2. Suh, J., et al., Pyuria as a Predictive Marker of Bacillus Calmette–Guérin Unresponsiveness in Non-Muscle Invasive Bladder Cancer. Journal of Clinical Medicine, 2021. 10(17): p. 3764.

2. Also, authors discussed the relation of BPH and age. This is - of course - a given as BPH progresses with age and median age of diagnosis for bladder cancer is 73 years. I hope authors find merit in quickly discussing how to treat the oldest-old patient cohort in light of progressive disease (>/=T2) (PMID: 32871580).

  • Thank you for your suggestion. BPH, IPP, and age are probably related factors. As you mentioned, age is known to be an important prognosis for bladder cancer, and aggressive treatment can be considered even in advanced age. We descripted as follow in line 253 and 266 on page 10:

“It has been reported that bladder cancer can be considered for aggressive treatment despite being diagnosed in the elderly with a median age of 73 years [3].”

“Further investigations for comprehensive prognosis model are needed on the effects of aging, lower urinary tract symptoms, and IPP to the prognosis of bladder cancer.”

3. Tamalunas, A., et al., Is It Safe to Offer Radical Cystectomy to Patients above 85 Years of Age? A Long-Term Follow-Up in a Single-Center Institution. Urol Int, 2020. 104(11-12): p. 975-981.

 

We thank you for the invaluable comments and helpful suggestions that contributed to revision of our manuscript.

Reviewer 3 Report

The findings of this paper  is interesting and may provide an important contribution to improved accuracy of risk classification of non-muscle-invasive bladder cancer. It would be better if the presence or absence of IPP was incorporated in to the EAU risk group and improved resolution was observed.

 

Minor

P5 line 184: Grades 2-3 IPP of 5 mm or more independently increased the risk of intravesical recurrence by 2.6, not 2.4.

P6: Figure 2: The title of horizontal axis in Fig. 2(b) could be ”Time to Progression”, not "Time to recurrence"

 

Author Response

1. It would be better if the presence or absence of IPP was incorporated in to the EAU risk group and improved resolution was observed.

  • We appreciate the reviewer’s good comment.
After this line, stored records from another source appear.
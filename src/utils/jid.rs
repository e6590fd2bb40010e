//! Identity normalization.
//!
//! The messaging service can address the same account in several ways:
//! with or without a device suffix (`923001234567:61@s.whatsapp.net`), by
//! phone number or by linked identifier (`1234567890@lid`). Every identity
//! comparison in the bot goes through [`clean_id`] so those forms compare
//! equal.
//!
//! Equivalence rules:
//! - the domain (everything from `@`) is dropped
//! - the device suffix (everything from `:` in the user part) is dropped
//! - surrounding whitespace is trimmed
//! - the result is lowercased

use thiserror::Error;

/// Errors produced while parsing identifiers.
#[derive(Debug, Clone, Error, PartialEq, Eq)]
pub enum JidError {
    #[error("identifier '{0}' has no server part")]
    MissingServer(String),

    #[error("identifier '{0}' has an empty user part")]
    EmptyUser(String),

    #[error("invalid device suffix in '{0}'")]
    InvalidDevice(String),

    #[error("'{0}' is not a valid phone number")]
    InvalidPhone(String),
}

/// Reduce an identifier to its comparable core.
///
/// Returns an empty string for empty input.
pub fn clean_id(jid: &str) -> String {
    let user = jid.split('@').next().unwrap_or_default();
    let user = user.split(':').next().unwrap_or_default();
    user.trim().to_lowercase()
}

/// Compare two identifiers after normalization. Empty identifiers never match.
pub fn same_identity(a: &str, b: &str) -> bool {
    let a = clean_id(a);
    !a.is_empty() && a == clean_id(b)
}

/// Drop the punctuation people type inside phone numbers.
pub fn strip_phone_separators(input: &str) -> String {
    input
        .chars()
        .filter(|c| !matches!(c, '+' | ' ' | '-' | '(' | ')'))
        .collect()
}

/// Parse a human-entered phone number into bare digits.
///
/// Accepts `+92 300-1234567`, `(0092) 3001234567` style input.
pub fn parse_phone(input: &str) -> Result<String, JidError> {
    let stripped = strip_phone_separators(input);
    let digits = stripped.strip_prefix("00").unwrap_or(&stripped);

    let valid = (7..=15).contains(&digits.len()) && digits.chars().all(|c| c.is_ascii_digit());
    if !valid {
        return Err(JidError::InvalidPhone(input.trim().to_string()));
    }

    Ok(digits.to_string())
}

#[cfg(test)]
mod tests {
    use super::*;

    #[test]
    fn test_clean_id_strips_device_and_domain() {
        assert_eq!(clean_id("923001234567:61@s.whatsapp.net"), "923001234567");
        assert_eq!(clean_id("923001234567@s.whatsapp.net"), "923001234567");
        assert_eq!(
            clean_id("923001234567:61@s.whatsapp.net"),
            clean_id("923001234567@s.whatsapp.net")
        );
    }

    #[test]
    fn test_clean_id_lid_and_case() {
        assert_eq!(clean_id("  ABC123:4@lid "), "abc123");
        assert_eq!(clean_id("12345"), "12345");
        assert_eq!(clean_id(""), "");
    }

    #[test]
    fn test_same_identity() {
        assert!(same_identity("1234:2@s.whatsapp.net", "1234@s.whatsapp.net"));
        assert!(!same_identity("1234@s.whatsapp.net", "4321@s.whatsapp.net"));
        assert!(!same_identity("", "@s.whatsapp.net"));
    }

    #[test]
    fn test_parse_phone() {
        assert_eq!(parse_phone("+92 300-1234567").unwrap(), "923001234567");
        assert_eq!(parse_phone("(0092) 3001234567").unwrap(), "923001234567");
        assert!(matches!(parse_phone("12ab"), Err(JidError::InvalidPhone(_))));
        assert!(parse_phone("123").is_err());
        assert!(parse_phone("1234567890123456").is_err());
    }

    #[test]
    fn test_parse_phone_checks_length_after_international_prefix() {
        assert!(parse_phone("0012345").is_err());
        assert_eq!(parse_phone("001234567").unwrap(), "1234567");
    }
}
We further analyzed the effects of severe IPP on RFS and PFS by EAU risk group using Kaplan-Meier curve analysis. In low- to moderate-risk NMIBC, IPP had no significant effect, but in high-risk NMIBC, the presence of severe IPP has been shown to significantly worsen RFS and PFS (p=0.034 and p=0.009, respectively). We descripted as follow in line 97 on page 3, line 193 on page 6, line 222 on page 9 and figure 2:

“We defined T1 high-grade (HG), presence of CIS, Ta low-grade (LG) with 3 risk factors, Ta HG with at least 2 risk factors, or T1 LG with at least 2 risk factors as high-risk NMIBC. Low-risk NMIBC was defined as Ta LG with no or at most one risk factor. All others were classified as intermediate-risk NMIBC. Additional clinical risk factors of above are: age > 70; multiple papillary tumors; tumor diameter > 3 cm [1].”

“In patients with high-risk NMIBC, severe IPP has been shown to significantly reduce both RFS and PFS (p=0.034 and p=0.009, respectively) (Figure 2c, Figure 2d). However, severe IPP did not significantly affect the recurrence and progression in low- to moderate-risk NMIBC patients.”

“In particular, severe IPP had an adverse effect on both RFS and PFS in high-risk NMIBC patients.”

“Figure 2. Kaplan-Meier plot for (a) recurrence and (b) progression comparing patients with or without severe-grade (grade 2-3) intravesical prostatic protruding (IPP). And the difference in (c) recurrence and (d) progression with or without severe IPP in patients with high-risk non-muscle invasive bladder cancer.”

 

1.  Babjuk, M., et al., EAU Guidelines on Non-muscle-invasive Bladder Cancer. Presented at the EAU Annual Congress Milan 2021. ISBN 978-94-92671-13-4. http://uroweb.org/guidelines/compilations-of-all-guidelines/. 2021.

 

2. P5 line 184: Grades 2-3 IPP of 5 mm or more independently increased the risk of intravesical recurrence by 2.6, not 2.4.

  • Thanks for your point We replaced "2.4" to "2.6".

 

3. P6: Figure 2: The title of horizontal axis in Fig. 2(b) could be ”Time to Progression”, not "Time to recurrence"

  • Thanks for your comment. We changed "Time to recurrence" to "Time to Progression”.

 

We thank you for the invaluable comments and helpful suggestions that contributed to revision of our manuscript.